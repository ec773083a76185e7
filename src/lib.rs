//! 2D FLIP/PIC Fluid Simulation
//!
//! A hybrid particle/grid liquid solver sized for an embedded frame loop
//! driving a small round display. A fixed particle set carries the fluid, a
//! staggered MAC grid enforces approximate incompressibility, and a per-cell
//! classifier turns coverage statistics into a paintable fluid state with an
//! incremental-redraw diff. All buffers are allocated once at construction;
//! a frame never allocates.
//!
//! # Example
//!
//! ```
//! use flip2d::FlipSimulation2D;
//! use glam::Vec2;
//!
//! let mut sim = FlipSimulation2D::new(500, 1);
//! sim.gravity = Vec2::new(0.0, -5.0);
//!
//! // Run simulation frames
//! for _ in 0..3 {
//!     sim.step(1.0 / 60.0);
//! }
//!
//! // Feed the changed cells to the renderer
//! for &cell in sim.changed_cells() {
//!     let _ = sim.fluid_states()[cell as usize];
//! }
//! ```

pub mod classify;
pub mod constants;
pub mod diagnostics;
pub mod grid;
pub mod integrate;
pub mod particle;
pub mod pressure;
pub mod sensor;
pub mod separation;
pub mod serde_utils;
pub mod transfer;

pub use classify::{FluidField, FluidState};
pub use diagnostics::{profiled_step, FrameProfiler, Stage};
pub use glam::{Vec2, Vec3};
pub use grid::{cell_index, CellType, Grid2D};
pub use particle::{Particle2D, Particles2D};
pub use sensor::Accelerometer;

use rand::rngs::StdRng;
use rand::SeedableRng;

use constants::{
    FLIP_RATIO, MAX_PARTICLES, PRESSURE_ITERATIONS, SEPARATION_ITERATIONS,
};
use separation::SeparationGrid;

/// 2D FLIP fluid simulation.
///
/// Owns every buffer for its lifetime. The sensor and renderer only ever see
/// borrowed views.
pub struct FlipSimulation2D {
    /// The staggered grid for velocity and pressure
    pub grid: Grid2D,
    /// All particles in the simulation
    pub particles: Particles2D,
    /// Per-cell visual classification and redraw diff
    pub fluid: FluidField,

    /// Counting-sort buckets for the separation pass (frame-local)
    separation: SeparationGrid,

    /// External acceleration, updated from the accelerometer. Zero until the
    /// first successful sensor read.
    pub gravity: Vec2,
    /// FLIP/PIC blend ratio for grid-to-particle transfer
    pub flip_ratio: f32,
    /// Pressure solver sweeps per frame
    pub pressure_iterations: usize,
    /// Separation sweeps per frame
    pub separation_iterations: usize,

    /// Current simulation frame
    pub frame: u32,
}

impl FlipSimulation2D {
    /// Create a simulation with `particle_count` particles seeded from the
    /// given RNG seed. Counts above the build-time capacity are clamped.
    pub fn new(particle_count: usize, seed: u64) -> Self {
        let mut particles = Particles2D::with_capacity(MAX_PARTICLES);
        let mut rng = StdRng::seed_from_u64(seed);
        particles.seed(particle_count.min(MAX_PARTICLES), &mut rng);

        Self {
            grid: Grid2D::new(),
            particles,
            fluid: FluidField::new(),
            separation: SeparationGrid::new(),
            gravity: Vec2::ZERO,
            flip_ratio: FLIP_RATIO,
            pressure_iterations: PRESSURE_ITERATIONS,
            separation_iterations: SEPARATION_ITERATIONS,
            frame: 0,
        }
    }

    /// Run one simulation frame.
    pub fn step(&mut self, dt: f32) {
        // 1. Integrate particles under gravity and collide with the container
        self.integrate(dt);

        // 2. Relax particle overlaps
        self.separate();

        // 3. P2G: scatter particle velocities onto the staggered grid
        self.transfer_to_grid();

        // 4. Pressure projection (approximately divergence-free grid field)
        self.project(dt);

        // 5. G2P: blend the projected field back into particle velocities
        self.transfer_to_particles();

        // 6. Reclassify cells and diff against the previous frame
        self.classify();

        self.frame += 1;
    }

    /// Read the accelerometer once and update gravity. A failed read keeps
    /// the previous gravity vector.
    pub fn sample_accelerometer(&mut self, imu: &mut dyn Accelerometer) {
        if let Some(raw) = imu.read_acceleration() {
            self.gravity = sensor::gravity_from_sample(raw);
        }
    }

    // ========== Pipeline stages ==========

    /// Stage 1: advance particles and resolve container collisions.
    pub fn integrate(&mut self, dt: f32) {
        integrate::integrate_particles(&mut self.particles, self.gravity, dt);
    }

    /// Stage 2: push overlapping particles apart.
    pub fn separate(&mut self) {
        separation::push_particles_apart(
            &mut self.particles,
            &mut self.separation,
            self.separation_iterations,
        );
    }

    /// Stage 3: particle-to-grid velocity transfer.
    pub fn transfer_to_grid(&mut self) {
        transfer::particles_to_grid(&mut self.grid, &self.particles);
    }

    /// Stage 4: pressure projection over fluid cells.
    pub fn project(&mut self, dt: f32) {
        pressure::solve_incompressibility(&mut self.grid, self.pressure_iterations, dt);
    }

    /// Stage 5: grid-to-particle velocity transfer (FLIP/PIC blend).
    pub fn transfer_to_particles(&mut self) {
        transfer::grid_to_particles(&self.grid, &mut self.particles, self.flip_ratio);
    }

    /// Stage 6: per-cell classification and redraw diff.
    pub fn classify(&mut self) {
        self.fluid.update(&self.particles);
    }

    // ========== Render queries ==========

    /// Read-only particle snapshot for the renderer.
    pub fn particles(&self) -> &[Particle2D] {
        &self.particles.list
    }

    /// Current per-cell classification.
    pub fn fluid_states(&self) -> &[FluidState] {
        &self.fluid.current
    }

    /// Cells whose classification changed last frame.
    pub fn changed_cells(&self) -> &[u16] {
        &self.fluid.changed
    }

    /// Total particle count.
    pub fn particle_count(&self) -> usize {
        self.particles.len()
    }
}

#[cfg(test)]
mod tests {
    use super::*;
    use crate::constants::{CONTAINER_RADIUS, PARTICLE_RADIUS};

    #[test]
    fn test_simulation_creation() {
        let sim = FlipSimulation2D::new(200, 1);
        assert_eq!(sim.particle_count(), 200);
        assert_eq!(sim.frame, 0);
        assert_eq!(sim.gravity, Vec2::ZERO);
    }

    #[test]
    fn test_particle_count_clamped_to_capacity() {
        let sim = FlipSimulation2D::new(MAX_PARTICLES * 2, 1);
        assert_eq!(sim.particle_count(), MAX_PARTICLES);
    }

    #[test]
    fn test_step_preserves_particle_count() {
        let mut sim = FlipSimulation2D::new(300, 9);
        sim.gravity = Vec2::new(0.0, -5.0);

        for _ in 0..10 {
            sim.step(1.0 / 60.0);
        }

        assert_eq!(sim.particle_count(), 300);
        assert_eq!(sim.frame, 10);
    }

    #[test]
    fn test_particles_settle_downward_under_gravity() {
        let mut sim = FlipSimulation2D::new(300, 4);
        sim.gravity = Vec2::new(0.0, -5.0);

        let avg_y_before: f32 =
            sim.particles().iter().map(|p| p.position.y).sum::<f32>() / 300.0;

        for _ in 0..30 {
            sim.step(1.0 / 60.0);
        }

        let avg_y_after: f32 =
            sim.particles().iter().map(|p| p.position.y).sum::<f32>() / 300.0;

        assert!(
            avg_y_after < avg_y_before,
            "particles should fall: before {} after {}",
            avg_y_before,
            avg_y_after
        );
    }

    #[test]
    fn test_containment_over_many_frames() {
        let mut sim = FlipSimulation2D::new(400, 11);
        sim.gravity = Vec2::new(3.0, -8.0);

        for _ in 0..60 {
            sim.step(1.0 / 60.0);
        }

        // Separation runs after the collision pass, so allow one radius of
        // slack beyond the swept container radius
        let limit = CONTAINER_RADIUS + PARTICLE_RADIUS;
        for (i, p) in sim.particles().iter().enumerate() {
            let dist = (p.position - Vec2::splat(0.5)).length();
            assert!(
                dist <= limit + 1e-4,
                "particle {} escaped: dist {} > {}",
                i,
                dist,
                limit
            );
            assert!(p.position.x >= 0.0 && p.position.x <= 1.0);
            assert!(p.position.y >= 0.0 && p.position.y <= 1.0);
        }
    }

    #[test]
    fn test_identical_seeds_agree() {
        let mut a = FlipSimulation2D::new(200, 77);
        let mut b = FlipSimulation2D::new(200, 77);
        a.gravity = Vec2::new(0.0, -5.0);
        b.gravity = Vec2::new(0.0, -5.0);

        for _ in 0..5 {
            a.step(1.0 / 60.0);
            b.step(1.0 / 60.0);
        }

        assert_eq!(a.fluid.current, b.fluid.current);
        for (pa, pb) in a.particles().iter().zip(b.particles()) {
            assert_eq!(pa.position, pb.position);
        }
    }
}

* What the task requires *
Go through the listing, and whenever a line contains the string "previous", copy that line.

* Solution to this exercise *
        // 6. Reclassify cells and diff against the previous frame
    /// the previous gravity vector.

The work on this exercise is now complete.